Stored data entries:
use std::sync::Arc;

use chrono::{DateTime, Utc};
use parking_lot::Mutex;
use serde::{Deserialize, Serialize};
use tokio::sync::broadcast;

#[derive(Clone, Copy, Debug, Serialize, Deserialize, PartialEq, Eq, Hash)]
#[serde(rename_all = "snake_case")]
pub enum LogCategory {
    ProtocolDecode,
    VulnerabilityScan,
    PayloadGenerated,
    SystemNotice,
    ShellEcho,
    Success,
    ReceivedData,
}

impl LogCategory {
    pub fn as_str(&self) -> &'static str {
        match self {
            LogCategory::ProtocolDecode => "protocol_decode",
            LogCategory::VulnerabilityScan => "vulnerability_scan",
            LogCategory::PayloadGenerated => "payload_generated",
            LogCategory::SystemNotice => "system_notice",
            LogCategory::ShellEcho => "shell_echo",
            LogCategory::Success => "success",
            LogCategory::ReceivedData => "received_data",
        }
    }

    /// Short fixed-width tag for a scrolling terminal display.
    pub fn tag(&self) -> &'static str {
        match self {
            LogCategory::ProtocolDecode => "PDU ",
            LogCategory::VulnerabilityScan => "SCAN",
            LogCategory::PayloadGenerated => "STK ",
            LogCategory::SystemNotice => "SYS ",
            LogCategory::ShellEcho => "$   ",
            LogCategory::Success => "OK  ",
            LogCategory::ReceivedData => "RX  ",
        }
    }
}

/// One immutable activity record.
#[derive(Debug, Serialize, Deserialize, Clone, PartialEq, Eq)]
pub struct LogEntry {
    pub id: String,
    pub timestamp: DateTime<Utc>,
    pub category: LogCategory,
    pub text: String,
}

/// Change notifications for display subscribers.
#[derive(Debug, Clone, PartialEq, Eq)]
pub enum LogEvent {
    Appended(LogEntry),
    Cleared,
}

#[derive(Default)]
struct Entries {
    items: Vec<LogEntry>,
    last_ts: Option<DateTime<Utc>>,
}

/// Append-only, ordered activity log shared by every session component.
///
/// Entries are never edited or removed one at a time; `clear` drops the whole
/// sequence under a single lock acquisition.
#[derive(Clone)]
pub struct ActivityLog {
    inner: Arc<Mutex<Entries>>,
    tx: broadcast::Sender<LogEvent>,
}

impl ActivityLog {
    pub fn new(capacity: usize) -> Self {
        let (tx, _rx) = broadcast::channel(capacity.max(1));
        Self {
            inner: Arc::new(Mutex::new(Entries::default())),
            tx,
        }
    }

    pub fn subscribe(&self) -> broadcast::Receiver<LogEvent> {
        self.tx.subscribe()
    }

    pub fn append(&self, text: impl Into<String>, category: LogCategory) -> LogEntry {
        let text = text.into();
        let mut guard = self.inner.lock();
        // Wall clocks can step backwards; the log must not.
        let now = Utc::now();
        let timestamp = match guard.last_ts {
            Some(last) if last > now => last,
            _ => now,
        };
        let entry = LogEntry {
            id: uuid::Uuid::new_v4().to_string(),
            timestamp,
            category,
            text,
        };
        guard.last_ts = Some(timestamp);
        guard.items.push(entry.clone());
        // Sending under the lock keeps subscriber order identical to log order.
        let _ = self.tx.send(LogEvent::Appended(entry.clone()));
        drop(guard);

        tracing::info!(
            target: "simlab::activity",
            category = category.as_str(),
            "{}",
            entry.text
        );
        entry
    }

    pub fn clear(&self) {
        let mut guard = self.inner.lock();
        guard.items.clear();
        let _ = self.tx.send(LogEvent::Cleared);
    }

    pub fn entries(&self) -> Vec<LogEntry> {
        self.inner.lock().items.clone()
    }

    /// Entries appended after the given index, for incremental rendering.
    pub fn since(&self, offset: usize) -> Vec<LogEntry> {
        let guard = self.inner.lock();
        guard.items.iter().skip(offset).cloned().collect()
    }

    pub fn len(&self) -> usize {
        self.inner.lock().items.len()
    }

    pub fn is_empty(&self) -> bool {
        self.inner.lock().items.is_empty()
    }

    pub fn last(&self) -> Option<LogEntry> {
        self.inner.lock().items.last().cloned()
    }
}

impl Default for ActivityLog {
    fn default() -> Self {
        Self::new(256)
    }
}

#[cfg(test)]
mod tests {
    use super::*;
    use std::collections::HashSet;

    #[test]
    fn preserves_append_order_with_non_decreasing_timestamps() {
        let log = ActivityLog::default();
        let categories = [
            LogCategory::SystemNotice,
            LogCategory::ProtocolDecode,
            LogCategory::VulnerabilityScan,
            LogCategory::ShellEcho,
        ];
        for i in 0..200 {
            log.append(format!("entry {i}"), categories[i % categories.len()]);
        }
        let entries = log.entries();
        assert_eq!(entries.len(), 200);
        for (i, entry) in entries.iter().enumerate() {
            assert_eq!(entry.text, format!("entry {i}"));
            assert_eq!(entry.category, categories[i % categories.len()]);
        }
        for pair in entries.windows(2) {
            assert!(pair[0].timestamp <= pair[1].timestamp);
        }
        let ids: HashSet<_> = entries.iter().map(|e| e.id.clone()).collect();
        assert_eq!(ids.len(), entries.len(), "ids must be unique");
    }

    #[test]
    fn clear_empties_everything_at_once() {
        let log = ActivityLog::default();
        log.append("one", LogCategory::SystemNotice);
        log.append("two", LogCategory::Success);
        log.clear();
        assert!(log.is_empty());
        assert_eq!(log.last(), None);
        log.append("three", LogCategory::Success);
        assert_eq!(log.len(), 1);
    }

    #[test]
    fn since_returns_tail_only() {
        let log = ActivityLog::default();
        log.append("a", LogCategory::SystemNotice);
        log.append("b", LogCategory::SystemNotice);
        log.append("c", LogCategory::SystemNotice);
        let tail: Vec<_> = log.since(1).into_iter().map(|e| e.text).collect();
        assert_eq!(tail, vec!["b", "c"]);
        assert!(log.since(10).is_empty());
    }

    #[tokio::test]
    async fn subscribers_see_appends_and_clears_in_order() {
        let log = ActivityLog::new(16);
        let mut rx = log.subscribe();
        log.append("first", LogCategory::ShellEcho);
        log.clear();
        log.append("second", LogCategory::ReceivedData);

        match rx.recv().await.expect("first event") {
            LogEvent::Appended(entry) => assert_eq!(entry.text, "first"),
            other => panic!("unexpected event: {other:?}"),
        }
        assert_eq!(rx.recv().await.expect("clear event"), LogEvent::Cleared);
        match rx.recv().await.expect("second event") {
            LogEvent::Appended(entry) => {
                assert_eq!(entry.text, "second");
                assert_eq!(entry.category, LogCategory::ReceivedData);
            }
            other => panic!("unexpected event: {other:?}"),
        }
    }
}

Work request: Return only the number of lines above that include the word "HashSet".

Answer to this task: 2